Qu'est-ce qui a fait que vous vous êtes lancé dans l'écriture de ce grand roman historique ?

Xavier Bouvet J'ai découvert en 2020 l’histoire d’Otto Tief, le chef du gouvernement constitutionnel proclamé en septembre 1944, dont toute la vie repose sur des décisions qui auront des conséquences vertigineuses pour lui, sa famille et son pays. Je voulais écrire depuis quelques années et j’ai su alors que c'était le bon moment. Il m’a fallu ensuite trois ans de recherches, de documentation, de travail sur la structure et enfin d'échanges avec mon éditrice pour accoucher de ce livre qui, au-delà de l’Estonie, a vraiment une dimension universelle sur les choix, les décisions, les renoncements et le vertige de nos vies face à l'inéluctable.

 

Vous nous immergez littéralement dans cette histoire, notamment grâce à l’architecture du livre : comment avez-vous construit ce redoutable mouvement de balancier entre septembre 1944 et les dix années qui ont amené à cette situation ?

X. B. Je suis d’abord parti sur un récit proche de la non-fiction, avant d'épouser le genre du roman, pour mettre en scène et donner de la chair au texte et ainsi le partager avec le plus grand nombre. Le premier moteur de mon écriture était vraiment de transmettre cette histoire si mal connue que j'ai trouvée absolument ahurissante. J'avais énormément d'anecdotes incroyables à traiter de manière concomitante et un professeur en cinéma m’a indirectement donné un conseil en m’indiquant que la qualité première d’un film était dans son montage, dans la succession et l’écho donné aux différentes parties. J’ai alors décidé de mettre en résonance les scènes, de raconter le choc entre l’aujourd’hui et l’hier, d’en dégager les réflexions qui en naissent. La structure s’est alors imposée d’elle-même.

 

Le livre est écrit à la hauteur des personnages, il n’y a pas de narration aérienne expliquant les événements et le lecteur se retrouve avec eux, se questionnant en permanence sur les choix qu’il aurait fait à leur place. Résultat, on a un livre extrêmement documenté, précis historiquement parlant mais aussi très émouvant.

X. B. Oui, je crois que c'est quelque chose qui est très important à souligner : ce n’est pas une histoire de personnages hors du commun. Par exemple, le personnage central, Otto Tief, était d'abord un père de famille, un avocat, pas un résistant au sens clandestin et lutte armée du terme.

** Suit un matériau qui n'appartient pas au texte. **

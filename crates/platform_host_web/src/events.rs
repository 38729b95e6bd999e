//! Event listener and timer subscriptions returned as [`Teardown`] handles.
//!
//! Each function attaches exactly one browser subscription and hands back the matching
//! destructor. On non-wasm targets nothing is attached and a no-op handle is returned.

use std::time::Duration;

use platform_host::Teardown;

#[derive(Debug, Clone, Copy, Default, PartialEq, Eq)]
/// Options forwarded to `addEventListener`.
pub struct ListenerOptions {
    /// Dispatch during the capture phase.
    pub capture: bool,
    /// Remove the listener after the first event.
    pub once: bool,
    /// Promise not to call `preventDefault`.
    pub passive: bool,
}

/// Attaches `callback` for `event_type` on `target` and returns the handle that removes it.
///
/// # Errors
///
/// Returns an error when `addEventListener` throws.
pub fn managed_event_listener(
    target: &web_sys::EventTarget,
    event_type: &str,
    callback: impl FnMut(web_sys::Event) + 'static,
    options: ListenerOptions,
) -> Result<Teardown, String> {
    #[cfg(target_arch = "wasm32")]
    {
        use wasm_bindgen::{closure::Closure, JsCast};

        let closure = Closure::<dyn FnMut(web_sys::Event)>::wrap(Box::new(callback));
        let js_options = web_sys::AddEventListenerOptions::new();
        js_options.set_capture(options.capture);
        js_options.set_once(options.once);
        js_options.set_passive(options.passive);
        target
            .add_event_listener_with_callback_and_add_event_listener_options(
                event_type,
                closure.as_ref().unchecked_ref(),
                &js_options,
            )
            .map_err(|e| format!("addEventListener(`{event_type}`) failed: {e:?}"))?;

        let target = target.clone();
        let event_type = event_type.to_string();
        Ok(Teardown::new(move || {
            let _ = target.remove_event_listener_with_callback_and_bool(
                &event_type,
                closure.as_ref().unchecked_ref(),
                options.capture,
            );
            drop(closure);
        }))
    }

    #[cfg(not(target_arch = "wasm32"))]
    {
        let _ = (target, event_type, callback, options);
        Ok(Teardown::noop())
    }
}

/// Attaches `callback` for `event_type` on `window`.
///
/// # Errors
///
/// Returns an error when no window exists or `addEventListener` throws.
pub fn managed_window_event_listener(
    event_type: &str,
    callback: impl FnMut(web_sys::Event) + 'static,
    options: ListenerOptions,
) -> Result<Teardown, String> {
    #[cfg(target_arch = "wasm32")]
    {
        let window = web_sys::window().ok_or_else(|| "window unavailable".to_string())?;
        managed_event_listener(&window, event_type, callback, options)
    }

    #[cfg(not(target_arch = "wasm32"))]
    {
        let _ = (event_type, callback, options);
        Ok(Teardown::noop())
    }
}

/// Calls `callback` every `delay` until the returned handle runs.
///
/// # Errors
///
/// Returns an error when no window exists or `setInterval` throws.
pub fn managed_interval(
    callback: impl FnMut() + 'static,
    delay: Duration,
) -> Result<Teardown, String> {
    #[cfg(target_arch = "wasm32")]
    {
        use wasm_bindgen::{closure::Closure, JsCast};

        let window = web_sys::window().ok_or_else(|| "window unavailable".to_string())?;
        let closure = Closure::<dyn FnMut()>::wrap(Box::new(callback));
        let timeout_ms = i32::try_from(delay.as_millis()).unwrap_or(i32::MAX);
        let handle = window
            .set_interval_with_callback_and_timeout_and_arguments_0(
                closure.as_ref().unchecked_ref(),
                timeout_ms,
            )
            .map_err(|e| format!("setInterval failed: {e:?}"))?;

        Ok(Teardown::new(move || {
            window.clear_interval_with_handle(handle);
            drop(closure);
        }))
    }

    #[cfg(not(target_arch = "wasm32"))]
    {
        let _ = (callback, delay);
        Ok(Teardown::noop())
    }
}

#[cfg(all(test, not(target_arch = "wasm32")))]
mod tests {
    use std::{cell::Cell, rc::Rc};

    use super::*;

    #[test]
    fn native_subscriptions_are_inert() {
        let fired = Rc::new(Cell::new(false));
        let flag = fired.clone();
        let listener = managed_window_event_listener(
            "online",
            move |_| flag.set(true),
            ListenerOptions::default(),
        )
        .expect("listener");
        let flag = fired.clone();
        let interval =
            managed_interval(move || flag.set(true), Duration::from_millis(10)).expect("interval");

        listener.run();
        interval.run();
        assert!(!fired.get());
    }
}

C'était quelqu'un d’extrêmement rationnel, mesuré et reconnu comme tel, plutôt taiseux. C'est cet homme-là qui va pourtant s'engager dans une histoire qui est complètement incroyable, une mission tout à fait téméraire, qui va l’entraîner à prendre des décisions absolument vertigineuses. 

 

C'est un roman choral avec nombre de destins comme on imagine que seule la guerre ou les moments d'extrême tension peuvent générer.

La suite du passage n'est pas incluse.